On se défend contre ceux qui nous font du mal, pas seulement par charité chrétienne, mais parce que la nature nous impose ce devoir d’aide mutuelle. Les guerres préventives sont autorisées, mais à condition que le danger soit présent et imminent. Il est juste encore de venir au secours de ses alliés et d’aider les révoltes de ceux qui sont opprimés par leur prince. Justes enfin, les guerres de récupération de ce qui est à nous et qu’on nous a pris ou ce qu’on nous doit. Tout comme les guerres faites contre ceux qui nous refusent nos droits élémentaires, comme de se marier avec leurs filles – ce qui équivaut à priver de postérité – de refuser le droit de passage ou de transit aux personnes ou aux marchandises. À la suite de Grotius, la thèse insiste sur l’importance des rapports internationaux du temps de paix et sur la liberté de circulation des hommes et des biens.

Enfin, le droit de faire la guerre doit être limité : pour être juste, la guerre doit respecter des formes précises : elle doit être déclarée par ceux-là seuls qui ont autorité pour ce faire et être précédée d’une déclaration de guerre solennelle.

Les moyens d’une guerre juste : la nécessaire modération

La manière de faire la guerre et les moyens à respecter dans une guerre juste avaient déjà fait l’objet de la thèse de Schmidt quelques mois plus tôt. Les moyens qui aboutissent à une fin moralement justifiée, reçoivent leur justification de cette fin, avait rappelé Grotius.
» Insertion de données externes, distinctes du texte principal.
//! In-memory form element tree with a CSS-like selector engine.
//!
//! Build a tree of [`Element`]s (or deserialize one from JSON), flatten it
//! into a [`Document`], then query it:
//!
//! ```
//! use formdom::{Document, Element};
//!
//! let doc = Document::new(
//!     Element::form()
//!         .child(Element::input("email").id("email").value("a@b.co"))
//!         .child(Element::input("checkbox").class("terms").checked(true)),
//! );
//!
//! let email = doc.query_selector("#email").unwrap().unwrap();
//! assert_eq!(doc.value(email).as_deref(), Some("a@b.co"));
//! assert_eq!(doc.query_selector_all(".terms:checked").unwrap().len(), 1);
//! ```

pub mod document;
pub mod element;
pub mod selector;

pub use document::{Document, Node, NodeId};
pub use element::Element;
pub use selector::{SelectorError, SelectorList};
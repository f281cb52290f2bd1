//! Data Transfer Objects for CLI output
//!
//! This module contains the summaries the CLI prints as machine-readable JSON.
//! DTOs are lightweight, flattened views of domain entities.

pub mod backup;
pub mod run;
pub mod status;
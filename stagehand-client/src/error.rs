//! Error types for the Stagehand client

use thiserror::Error;

/// Result type alias for client operations
pub type Result<T> = std::result::Result<T, ClientError>;

/// Errors that can occur when talking to the deployed application or a webhook
#[derive(Debug, Error)]
pub enum ClientError {
    /// HTTP request failed (connection refused, timeout, ...)
    #[error("HTTP request failed: {0}")]
    RequestFailed(#[from] reqwest::Error),

    /// Endpoint answered with a non-success status code
    #[error("Unexpected status {status} from {url}")]
    UnexpectedStatus {
        /// Requested URL
        url: String,
        /// HTTP status code
        status: u16,
    },

    /// Invalid request
    #[error("Invalid request: {0}")]
    InvalidRequest(String),
}
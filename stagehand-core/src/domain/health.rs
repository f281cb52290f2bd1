//! Health check domain types

use serde::{Deserialize, Serialize};

/// Outcome of one health check against a running application
#[derive(Debug, Clone, PartialEq, Eq, Serialize, Deserialize)]
pub struct HealthCheckResult {
    pub check_name: String,
    pub healthy: bool,
    pub detail: Option<String>,
    /// Attempts made before the result was settled
    #[serde(default)]
    pub attempts: u32,
}

/// Full battery of checks, in the order they ran
#[derive(Debug, Clone, Default, Serialize, Deserialize)]
pub struct HealthReport {
    pub checks: Vec<HealthCheckResult>,
}

impl HealthReport {
    pub fn is_healthy(&self) -> bool {
        !self.checks.is_empty() && self.checks.iter().all(|c| c.healthy)
    }

    pub fn failures(&self) -> impl Iterator<Item = &HealthCheckResult> {
        self.checks.iter().filter(|c| !c.healthy)
    }

    /// One line per check, used as stage log lines
    pub fn summary_lines(&self) -> Vec<String> {
        self.checks
            .iter()
            .map(|c| {
                let state = if c.healthy { "ok" } else { "FAILED" };
                match &c.detail {
                    Some(detail) => format!("{}: {} ({})", c.check_name, state, detail),
                    None => format!("{}: {}", c.check_name, state),
                }
            })
            .collect()
    }
}
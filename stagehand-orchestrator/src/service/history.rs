//! History Service
//!
//! Moves finished runs from the busy map into the bounded history.

use stagehand_core::domain::pipeline::PipelineRun;
use std::sync::Arc;

use crate::repository::{StateError, StateRepository};

pub struct HistorySink {
    state: Arc<StateRepository>,
    limit: usize,
}

impl HistorySink {
    pub fn new(state: Arc<StateRepository>, limit: usize) -> Self {
        Self { state, limit }
    }

    /// Records a terminal run and releases its environment
    ///
    /// The busy marker is only cleared if it still belongs to this run.
    pub fn record(&self, run: &PipelineRun) -> Result<(), StateError> {
        self.state.update(|state| {
            let owned = state
                .active_run(&run.environment)
                .is_some_and(|active| active.run.id == run.id);
            if owned {
                state.active.remove(&run.environment);
            }
            state.push_history(run.clone(), self.limit);
            Ok::<_, StateError>(())
        })?;

        tracing::debug!("Run {} recorded in history", run.id);
        Ok(())
    }

    /// Clears the run's busy marker without recording it
    ///
    /// Returns whether a marker belonging to the run was removed.
    pub fn release(&self, run: &PipelineRun) -> Result<bool, StateError> {
        self.state.update(|state| {
            let owned = state
                .active_run(&run.environment)
                .is_some_and(|active| active.run.id == run.id);
            if owned {
                state.active.remove(&run.environment);
            }
            Ok::<_, StateError>(owned)
        })
    }

    /// Finished runs, newest first
    pub fn recent(&self, limit: usize) -> Result<Vec<PipelineRun>, StateError> {
        Ok(self.state.load()?.recent(limit))
    }
}
//! External command execution for stages
//!
//! Runs a configured [`CommandSpec`] to completion with a timeout, capturing
//! its output. A missing program is reported separately so stages can skip
//! optional tooling.

use stagehand_core::config::CommandSpec;
use std::collections::BTreeMap;
use std::io;
use std::path::Path;
use std::process::Stdio;
use std::time::Duration;
use tokio::process::Command;
use tracing::{debug, warn};

use crate::context::StageRecorder;

/// How a command ended
#[derive(Debug, Clone, PartialEq, Eq)]
pub enum CommandOutcome {
    Completed {
        exit_code: i32,
        stdout: String,
        stderr: String,
    },
    /// The program is not installed
    NotFound,
    TimedOut,
}

impl CommandOutcome {
    pub fn success(&self) -> bool {
        matches!(self, CommandOutcome::Completed { exit_code: 0, .. })
    }
}

/// Runs a command in `cwd` and waits for it
///
/// # Arguments
/// * `spec` - Program and arguments
/// * `cwd` - Working directory
/// * `env` - Extra environment variables
/// * `timeout` - The child is killed when this elapses
pub async fn run_command(
    spec: &CommandSpec,
    cwd: &Path,
    env: &BTreeMap<String, String>,
    timeout: Duration,
) -> io::Result<CommandOutcome> {
    debug!(
        "Running {} ({} {:?}) in {}",
        spec.name,
        spec.program,
        spec.args,
        cwd.display()
    );

    let child = Command::new(&spec.program)
        .args(&spec.args)
        .current_dir(cwd)
        .envs(env)
        .stdin(Stdio::null())
        .stdout(Stdio::piped())
        .stderr(Stdio::piped())
        .kill_on_drop(true)
        .spawn();

    let child = match child {
        Ok(child) => child,
        Err(e) if e.kind() == io::ErrorKind::NotFound => return Ok(CommandOutcome::NotFound),
        Err(e) => return Err(e),
    };

    match tokio::time::timeout(timeout, child.wait_with_output()).await {
        Ok(output) => {
            let output = output?;
            Ok(CommandOutcome::Completed {
                exit_code: output.status.code().unwrap_or(-1),
                stdout: String::from_utf8_lossy(&output.stdout).to_string(),
                stderr: String::from_utf8_lossy(&output.stderr).to_string(),
            })
        }
        Err(_) => {
            warn!("{} timed out after {:?}", spec.name, timeout);
            Ok(CommandOutcome::TimedOut)
        }
    }
}

/// Runs commands in order, logging into the stage recorder
///
/// Stops at the first failure. Optional commands whose program is missing
/// are skipped with a warning.
pub async fn execute_commands(
    recorder: &StageRecorder,
    commands: &[CommandSpec],
    cwd: &Path,
    env: &BTreeMap<String, String>,
    timeout: Duration,
) -> anyhow::Result<()> {
    for spec in commands {
        recorder.info(format!("$ {} {}", spec.program, spec.args.join(" ")));

        let outcome = run_command(spec, cwd, env, timeout)
            .await
            .map_err(|e| anyhow::anyhow!("{}: failed to run {}: {}", spec.name, spec.program, e))?;

        match outcome {
            CommandOutcome::Completed {
                exit_code,
                stdout,
                stderr,
            } => {
                recorder.output(&stdout);
                recorder.output(&stderr);
                if exit_code != 0 {
                    anyhow::bail!("{} failed with exit code {}", spec.name, exit_code);
                }
                recorder.info(format!("{} passed", spec.name));
            }
            CommandOutcome::NotFound if spec.required => {
                anyhow::bail!("{}: program '{}' not found", spec.name, spec.program);
            }
            CommandOutcome::NotFound => {
                recorder.warn(format!(
                    "{}: program '{}' not found, skipping",
                    spec.name, spec.program
                ));
            }
            CommandOutcome::TimedOut => {
                anyhow::bail!("{} timed out after {}s", spec.name, timeout.as_secs());
            }
        }
    }

    Ok(())
}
Voilà qui s’applique à l’usage du dol et du mensonge, par exemple quand Thémistocle en use pour la liberté des Grecs, ou pour dissimuler le meurtre (par le poison), mais il est plus honorable de tuer de face par l’épée.

La thèse revient sur le sort des prisonniers, que Schmidt avait réglé sommairement. Certes, la guerre comporte le droit de tuer les prisonniers, y compris les femmes et les enfants ennemis. Mais Orth a lu Grotius de plus près. Grotius insiste en effet sur la place capitale que doit occuper la modération dans le droit de la guerre. La guerre ne doit viser qu’à réparer ce qui a été endommagé. Il recommande donc d’épargner les femmes et les enfants, pour leur âge ou pour leur sexe. C’est la règle suivie par les hommes bons. Elle doit être appliquée aussi aux hommes qui n’ont pas porté les armes.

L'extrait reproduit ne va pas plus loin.